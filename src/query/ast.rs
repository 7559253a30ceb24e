//! Parsed statement model consumed by the planners.
//!
//! Parsing text is someone else's job; statements arrive as these values,
//! usually assembled with the builder methods below.

use std::fmt;

use crate::query::expr::{Condition, Expr};
use crate::query::pattern::model::EdgeMethod;
use crate::query::steps::{OrderItem, ProjectionItem};
use crate::query::tuple::Tuple;
use crate::storage::Direction;
use crate::types::Rid;

/// Where a statement reads its records from.
#[derive(Clone, Debug, PartialEq)]
pub enum Target {
    /// Every record of a type and its subtypes.
    Type(String),
    /// Named clusters.
    Clusters(Vec<String>),
    /// Explicit record ids.
    Rids(Vec<Rid>),
    /// In-memory rows.
    Values(Vec<Tuple>),
    /// Output of another statement.
    Subquery(Box<Statement>),
}

impl Target {
    /// Type target.
    pub fn type_name(name: impl Into<String>) -> Self {
        Target::Type(name.into())
    }
}

/// SELECT.
#[derive(Clone, Debug, PartialEq)]
pub struct SelectStatement {
    /// Source of records.
    pub target: Target,
    /// WHERE clause.
    pub predicate: Option<Condition>,
    /// Output columns; the records themselves when empty.
    pub projections: Vec<ProjectionItem>,
    /// DISTINCT over the projected rows.
    pub distinct: bool,
    /// ORDER BY keys.
    pub order_by: Vec<OrderItem>,
    /// SKIP.
    pub skip: Option<usize>,
    /// LIMIT.
    pub limit: Option<usize>,
    /// TIMEOUT in milliseconds; the configured default applies when absent.
    pub timeout_ms: Option<u64>,
}

impl SelectStatement {
    /// `SELECT FROM target`.
    pub fn new(target: Target) -> Self {
        Self {
            target,
            predicate: None,
            projections: Vec::new(),
            distinct: false,
            order_by: Vec::new(),
            skip: None,
            limit: None,
            timeout_ms: None,
        }
    }

    /// `SELECT FROM type_name`.
    pub fn from_type(type_name: impl Into<String>) -> Self {
        Self::new(Target::Type(type_name.into()))
    }

    /// Sets the WHERE clause.
    pub fn filter(mut self, predicate: Condition) -> Self {
        self.predicate = Some(predicate);
        self
    }

    /// Adds an output column.
    pub fn project(mut self, item: ProjectionItem) -> Self {
        self.projections.push(item);
        self
    }

    /// Enables DISTINCT.
    pub fn distinct(mut self) -> Self {
        self.distinct = true;
        self
    }

    /// Adds an ORDER BY key.
    pub fn order_by(mut self, item: OrderItem) -> Self {
        self.order_by.push(item);
        self
    }

    /// Sets SKIP.
    pub fn skip(mut self, skip: usize) -> Self {
        self.skip = Some(skip);
        self
    }

    /// Sets LIMIT.
    pub fn limit(mut self, limit: usize) -> Self {
        self.limit = Some(limit);
        self
    }

    /// Sets TIMEOUT.
    pub fn timeout_ms(mut self, limit_ms: u64) -> Self {
        self.timeout_ms = Some(limit_ms);
        self
    }
}

/// Constraints on one pattern node, written `{type: T, as: a, where: (...)}`.
#[derive(Clone, Debug, Default, PartialEq)]
pub struct NodeFilter {
    /// Binding name; generated when absent.
    pub alias: Option<String>,
    /// Required type, polymorphically.
    pub type_name: Option<String>,
    /// Required cluster name.
    pub cluster: Option<String>,
    /// Required record id.
    pub rid: Option<Rid>,
    /// Per-node condition; may read `$matched`.
    pub filter: Option<Condition>,
    /// The node may fail to match.
    pub optional: bool,
}

impl NodeFilter {
    /// Node bound to `alias`.
    pub fn alias(alias: impl Into<String>) -> Self {
        Self {
            alias: Some(alias.into()),
            ..Self::default()
        }
    }

    /// Node without a user alias.
    pub fn anonymous() -> Self {
        Self::default()
    }

    /// Restricts to a type.
    pub fn of_type(mut self, type_name: impl Into<String>) -> Self {
        self.type_name = Some(type_name.into());
        self
    }

    /// Restricts to a cluster.
    pub fn in_cluster(mut self, cluster: impl Into<String>) -> Self {
        self.cluster = Some(cluster.into());
        self
    }

    /// Restricts to one record.
    pub fn with_rid(mut self, rid: Rid) -> Self {
        self.rid = Some(rid);
        self
    }

    /// Adds a condition, AND-ed with any existing one.
    pub fn filter(mut self, condition: Condition) -> Self {
        self.filter = Some(match self.filter.take() {
            Some(existing) => Condition::and_all(vec![existing, condition]),
            None => condition,
        });
        self
    }

    /// Marks the node optional.
    pub fn optional(mut self) -> Self {
        self.optional = true;
        self
    }
}

/// One hop of a path expression.
#[derive(Clone, Debug, PartialEq)]
pub struct PathItem {
    /// How to move.
    pub method: EdgeMethod,
    /// Node reached.
    pub target: NodeFilter,
    /// Keep hopping while this holds for the reached node.
    pub while_condition: Option<Condition>,
    /// Maximum number of hops.
    pub max_depth: Option<usize>,
}

impl PathItem {
    /// Single hop.
    pub fn new(method: EdgeMethod, target: NodeFilter) -> Self {
        Self {
            method,
            target,
            while_condition: None,
            max_depth: None,
        }
    }

    /// Multi-hop continuation condition.
    pub fn while_(mut self, condition: Condition) -> Self {
        self.while_condition = Some(condition);
        self
    }

    /// Multi-hop depth bound.
    pub fn max_depth(mut self, depth: usize) -> Self {
        self.max_depth = Some(depth);
        self
    }
}

/// `{origin}.hop{node}.hop{node}...`
#[derive(Clone, Debug, PartialEq)]
pub struct MatchExpression {
    /// First node.
    pub origin: NodeFilter,
    /// Following hops.
    pub items: Vec<PathItem>,
}

impl MatchExpression {
    /// Expression starting at `origin`.
    pub fn new(origin: NodeFilter) -> Self {
        Self {
            origin,
            items: Vec::new(),
        }
    }

    /// Appends a single hop.
    pub fn then(mut self, method: EdgeMethod, target: NodeFilter) -> Self {
        self.items.push(PathItem::new(method, target));
        self
    }

    /// Appends a hop built by the caller.
    pub fn then_item(mut self, item: PathItem) -> Self {
        self.items.push(item);
        self
    }

    /// Every node of the expression, origin first.
    pub fn nodes(&self) -> impl Iterator<Item = &NodeFilter> {
        std::iter::once(&self.origin).chain(self.items.iter().map(|item| &item.target))
    }

    pub(crate) fn nodes_mut(&mut self) -> impl Iterator<Item = &mut NodeFilter> {
        std::iter::once(&mut self.origin).chain(self.items.iter_mut().map(|item| &mut item.target))
    }
}

/// What a MATCH statement returns.
#[derive(Clone, Debug, PartialEq)]
pub enum MatchReturn {
    /// `RETURN $patterns`: one column per user alias.
    Patterns,
    /// Explicit columns over the matched row.
    Items(Vec<ProjectionItem>),
}

/// MATCH.
#[derive(Clone, Debug, PartialEq)]
pub struct MatchStatement {
    /// Positive path expressions.
    pub expressions: Vec<MatchExpression>,
    /// `NOT` path expressions; rows matching any of them are dropped.
    pub not_expressions: Vec<MatchExpression>,
    /// RETURN clause.
    pub returns: MatchReturn,
    /// DISTINCT over the returned rows.
    pub distinct: bool,
    /// ORDER BY keys over the returned rows.
    pub order_by: Vec<OrderItem>,
    /// SKIP.
    pub skip: Option<usize>,
    /// LIMIT.
    pub limit: Option<usize>,
}

impl MatchStatement {
    /// MATCH with no expressions yet, returning `$patterns`.
    pub fn new() -> Self {
        Self {
            expressions: Vec::new(),
            not_expressions: Vec::new(),
            returns: MatchReturn::Patterns,
            distinct: false,
            order_by: Vec::new(),
            skip: None,
            limit: None,
        }
    }

    /// Adds a positive expression.
    pub fn expression(mut self, expression: MatchExpression) -> Self {
        self.expressions.push(expression);
        self
    }

    /// Adds a NOT expression.
    pub fn not(mut self, expression: MatchExpression) -> Self {
        self.not_expressions.push(expression);
        self
    }

    /// Returns explicit columns.
    pub fn returning(mut self, items: Vec<ProjectionItem>) -> Self {
        self.returns = MatchReturn::Items(items);
        self
    }

    /// Enables DISTINCT.
    pub fn distinct(mut self) -> Self {
        self.distinct = true;
        self
    }

    /// Adds an ORDER BY key.
    pub fn order_by(mut self, item: OrderItem) -> Self {
        self.order_by.push(item);
        self
    }

    /// Sets SKIP.
    pub fn skip(mut self, skip: usize) -> Self {
        self.skip = Some(skip);
        self
    }

    /// Sets LIMIT.
    pub fn limit(mut self, limit: usize) -> Self {
        self.limit = Some(limit);
        self
    }
}

impl Default for MatchStatement {
    fn default() -> Self {
        Self::new()
    }
}

/// What a traversal follows from each visited record.
#[derive(Clone, Debug, PartialEq)]
pub enum TraverseProjection {
    /// Graph edges in a direction, restricted to labels when non-empty.
    Edges(Direction, Vec<String>),
    /// Any expression yielding record ids, lists, maps or nested rows.
    Expr(Expr),
}

impl TraverseProjection {
    /// `out(labels)`.
    pub fn out<S: Into<String>>(labels: impl IntoIterator<Item = S>) -> Self {
        TraverseProjection::Edges(Direction::Out, labels.into_iter().map(Into::into).collect())
    }

    /// `in(labels)`.
    pub fn inbound<S: Into<String>>(labels: impl IntoIterator<Item = S>) -> Self {
        TraverseProjection::Edges(Direction::In, labels.into_iter().map(Into::into).collect())
    }

    /// `both(labels)`.
    pub fn both<S: Into<String>>(labels: impl IntoIterator<Item = S>) -> Self {
        TraverseProjection::Edges(Direction::Both, labels.into_iter().map(Into::into).collect())
    }
}

impl fmt::Display for TraverseProjection {
    fn fmt(&self, f: &mut fmt::Formatter<'_>) -> fmt::Result {
        match self {
            TraverseProjection::Edges(direction, labels) => {
                let quoted: Vec<String> = labels.iter().map(|l| format!("'{l}'")).collect();
                write!(f, "{direction}({})", quoted.join(", "))
            }
            TraverseProjection::Expr(expr) => write!(f, "{expr}"),
        }
    }
}

/// Walk order of a traversal.
#[derive(Clone, Copy, Debug, Default, PartialEq, Eq)]
pub enum TraverseStrategy {
    /// Deepest branch first.
    #[default]
    DepthFirst,
    /// Level by level.
    BreadthFirst,
}

/// TRAVERSE.
#[derive(Clone, Debug, PartialEq)]
pub struct TraverseStatement {
    /// Seed records.
    pub target: Target,
    /// What to follow from each record.
    pub projections: Vec<TraverseProjection>,
    /// Records are admitted while this holds.
    pub while_condition: Option<Condition>,
    /// Records deeper than this are not expanded.
    pub max_depth: Option<usize>,
    /// Walk order.
    pub strategy: TraverseStrategy,
    /// LIMIT.
    pub limit: Option<usize>,
}

impl TraverseStatement {
    /// Depth-first traversal of `target` following `projection`.
    pub fn new(target: Target, projection: TraverseProjection) -> Self {
        Self {
            target,
            projections: vec![projection],
            while_condition: None,
            max_depth: None,
            strategy: TraverseStrategy::DepthFirst,
            limit: None,
        }
    }

    /// Follows another projection too.
    pub fn also(mut self, projection: TraverseProjection) -> Self {
        self.projections.push(projection);
        self
    }

    /// Sets the while-condition.
    pub fn while_(mut self, condition: Condition) -> Self {
        self.while_condition = Some(condition);
        self
    }

    /// Sets the depth bound.
    pub fn max_depth(mut self, depth: usize) -> Self {
        self.max_depth = Some(depth);
        self
    }

    /// Walks breadth first.
    pub fn breadth_first(mut self) -> Self {
        self.strategy = TraverseStrategy::BreadthFirst;
        self
    }

    /// Sets LIMIT.
    pub fn limit(mut self, limit: usize) -> Self {
        self.limit = Some(limit);
        self
    }
}

/// Any plannable statement.
#[derive(Clone, Debug, PartialEq)]
pub enum Statement {
    /// SELECT.
    Select(SelectStatement),
    /// MATCH.
    Match(MatchStatement),
    /// TRAVERSE.
    Traverse(TraverseStatement),
}

impl From<SelectStatement> for Statement {
    fn from(statement: SelectStatement) -> Self {
        Statement::Select(statement)
    }
}

impl From<MatchStatement> for Statement {
    fn from(statement: MatchStatement) -> Self {
        Statement::Match(statement)
    }
}

impl From<TraverseStatement> for Statement {
    fn from(statement: TraverseStatement) -> Self {
        Statement::Traverse(statement)
    }
}
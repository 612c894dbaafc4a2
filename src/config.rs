//! TOML configuration.
//!
//! Every section and field has a default, so an empty file (or no file at
//! all) yields a working configuration. [`load_config`] validates once;
//! the rest of the application trusts the values it returns.

use anyhow::{bail, Context, Result};
use serde::Deserialize;
use std::path::{Path, PathBuf};

use docindex_core::chunk::ChunkOptions;
use docindex_core::embedding::EmbeddingOptions;
use docindex_core::search::SearchOptions;

#[derive(Debug, Deserialize, Clone, Default)]
#[serde(default)]
pub struct Config {
    pub db: DbConfig,
    pub chunking: ChunkOptions,
    pub embedding: EmbeddingOptions,
    pub indexing: IndexingConfig,
    pub search: SearchOptions,
    pub export: ExportConfig,
}

#[derive(Debug, Deserialize, Clone)]
#[serde(default)]
pub struct DbConfig {
    pub path: PathBuf,
}

impl Default for DbConfig {
    fn default() -> Self {
        Self {
            path: PathBuf::from("./data/docidx.sqlite"),
        }
    }
}

#[derive(Debug, Deserialize, Clone)]
#[serde(default)]
pub struct IndexingConfig {
    pub recursive: bool,
    pub max_files: usize,
    /// Regex matched against each file name.
    pub pattern: Option<String>,
}

impl Default for IndexingConfig {
    fn default() -> Self {
        Self {
            recursive: true,
            max_files: 1000,
            pattern: None,
        }
    }
}

#[derive(Debug, Deserialize, Clone)]
#[serde(default)]
pub struct ExportConfig {
    /// Defaults to an `exports` directory next to the database.
    pub dir: Option<PathBuf>,
    pub on_close: bool,
    pub after_batch: bool,
}

impl Default for ExportConfig {
    fn default() -> Self {
        Self {
            dir: None,
            on_close: true,
            after_batch: false,
        }
    }
}

impl Config {
    pub fn export_dir(&self) -> PathBuf {
        match &self.export.dir {
            Some(dir) => dir.clone(),
            None => self
                .db
                .path
                .parent()
                .map(|p| p.join("exports"))
                .unwrap_or_else(|| PathBuf::from("exports")),
        }
    }
}

/// Read and validate `path`. A missing file yields the defaults.
pub fn load_config(path: &Path) -> Result<Config> {
    let config: Config = if path.exists() {
        let content = std::fs::read_to_string(path)
            .with_context(|| format!("Failed to read config file: {}", path.display()))?;
        toml::from_str(&content)
            .with_context(|| format!("Failed to parse config file: {}", path.display()))?
    } else {
        tracing::debug!(path = %path.display(), "config file not found, using defaults");
        Config::default()
    };

    validate(&config)?;
    Ok(config)
}

fn validate(config: &Config) -> Result<()> {
    config
        .chunking
        .validate()
        .context("Invalid [chunking] section")?;

    if config.embedding.dimensions == 0 {
        bail!("embedding.dimensions must be > 0");
    }

    if config.search.top_k == 0 {
        bail!("search.top_k must be >= 1");
    }

    if !(-1.0..=1.0).contains(&config.search.min_similarity) {
        bail!("search.min_similarity must be in [-1.0, 1.0]");
    }

    if config.indexing.max_files == 0 {
        bail!("indexing.max_files must be >= 1");
    }

    if let Some(pattern) = &config.indexing.pattern {
        regex::Regex::new(pattern)
            .with_context(|| format!("indexing.pattern is not a valid regex: {}", pattern))?;
    }

    Ok(())
}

== Exercise directions ==
Output each line of the listing above that has "section".

== Exercise response ==
//! Every section and field has a default, so an empty file (or no file at
        .context("Invalid [chunking] section")?;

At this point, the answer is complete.